Please give the number of lines in the records below where the word "await" occurs, and nothing else.
Top of Records for processing
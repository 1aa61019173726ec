use crate::application::errors::{ServiceError, ServiceResult};
use crate::application::ports::task_repository::TaskRepository;
use crate::domain::tasks::task::Task;

pub struct ListTasks<'a, R: TaskRepository + ?Sized> {
    pub repo: &'a R,
}

impl<'a, R: TaskRepository + ?Sized> ListTasks<'a, R> {
    pub async fn execute(&self) -> ServiceResult<Vec<Task>> {
        self.repo.list_all().await.map_err(ServiceError::Storage)
    }
}
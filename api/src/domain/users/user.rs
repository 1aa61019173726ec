#[derive(Debug, Clone)]
pub struct User {
    pub id: i64,
    pub username: String,
    pub role: String,
}
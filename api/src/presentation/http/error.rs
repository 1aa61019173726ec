use axum::{
    Json,
    async_trait,
    extract::{
        FromRequest, Request,
        rejection::{JsonRejection, PathRejection},
    },
    http::StatusCode,
    response::{IntoResponse, Response},
};
use serde::{Serialize, de::DeserializeOwned};
use utoipa::ToSchema;

use crate::application::errors::ServiceError;

/// Body of every non-2xx response.
#[derive(Debug, Serialize, ToSchema)]
pub struct ErrorBody {
    pub error: String,
}

#[derive(Debug, thiserror::Error)]
pub enum ApiError {
    #[error(transparent)]
    Service(#[from] ServiceError),
    #[error("{0}")]
    BadRequest(String),
    #[error("Not found")]
    NotFound,
    #[error("Method not allowed")]
    MethodNotAllowed,
}

impl ApiError {
    pub fn status(&self) -> StatusCode {
        match self {
            ApiError::BadRequest(_) => StatusCode::BAD_REQUEST,
            ApiError::NotFound => StatusCode::NOT_FOUND,
            ApiError::MethodNotAllowed => StatusCode::METHOD_NOT_ALLOWED,
            ApiError::Service(e) => match e {
                ServiceError::Validation(_) | ServiceError::UsernameTaken => {
                    StatusCode::BAD_REQUEST
                }
                ServiceError::InvalidCredentials => StatusCode::UNAUTHORIZED,
                ServiceError::Storage(_) | ServiceError::Internal(_) => {
                    StatusCode::INTERNAL_SERVER_ERROR
                }
            },
        }
    }
}

impl From<JsonRejection> for ApiError {
    fn from(rejection: JsonRejection) -> Self {
        ApiError::BadRequest(rejection.body_text())
    }
}

impl From<PathRejection> for ApiError {
    fn from(rejection: PathRejection) -> Self {
        ApiError::BadRequest(rejection.body_text())
    }
}

impl IntoResponse for ApiError {
    fn into_response(self) -> Response {
        let status = self.status();
        if status.is_server_error() {
            tracing::error!(error = ?self, "request_failed");
        }
        (
            status,
            Json(ErrorBody {
                error: self.to_string(),
            }),
        )
            .into_response()
    }
}

/// Router fallback for unknown paths.
pub async fn not_found() -> ApiError {
    ApiError::NotFound
}

/// Per-route fallback for known paths hit with an unsupported method.
pub async fn method_not_allowed() -> ApiError {
    ApiError::MethodNotAllowed
}

/// `Json` whose rejection is rendered as an [`ErrorBody`].
pub struct ApiJson<T>(pub T);

#[async_trait]
impl<T, S> FromRequest<S> for ApiJson<T>
where
    T: DeserializeOwned,
    S: Send + Sync,
{
    type Rejection = ApiError;

    async fn from_request(req: Request, state: &S) -> Result<Self, Self::Rejection> {
        let Json(value) = Json::<T>::from_request(req, state).await?;
        Ok(ApiJson(value))
    }
}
Bottom of Records for processing
**Written response**. 2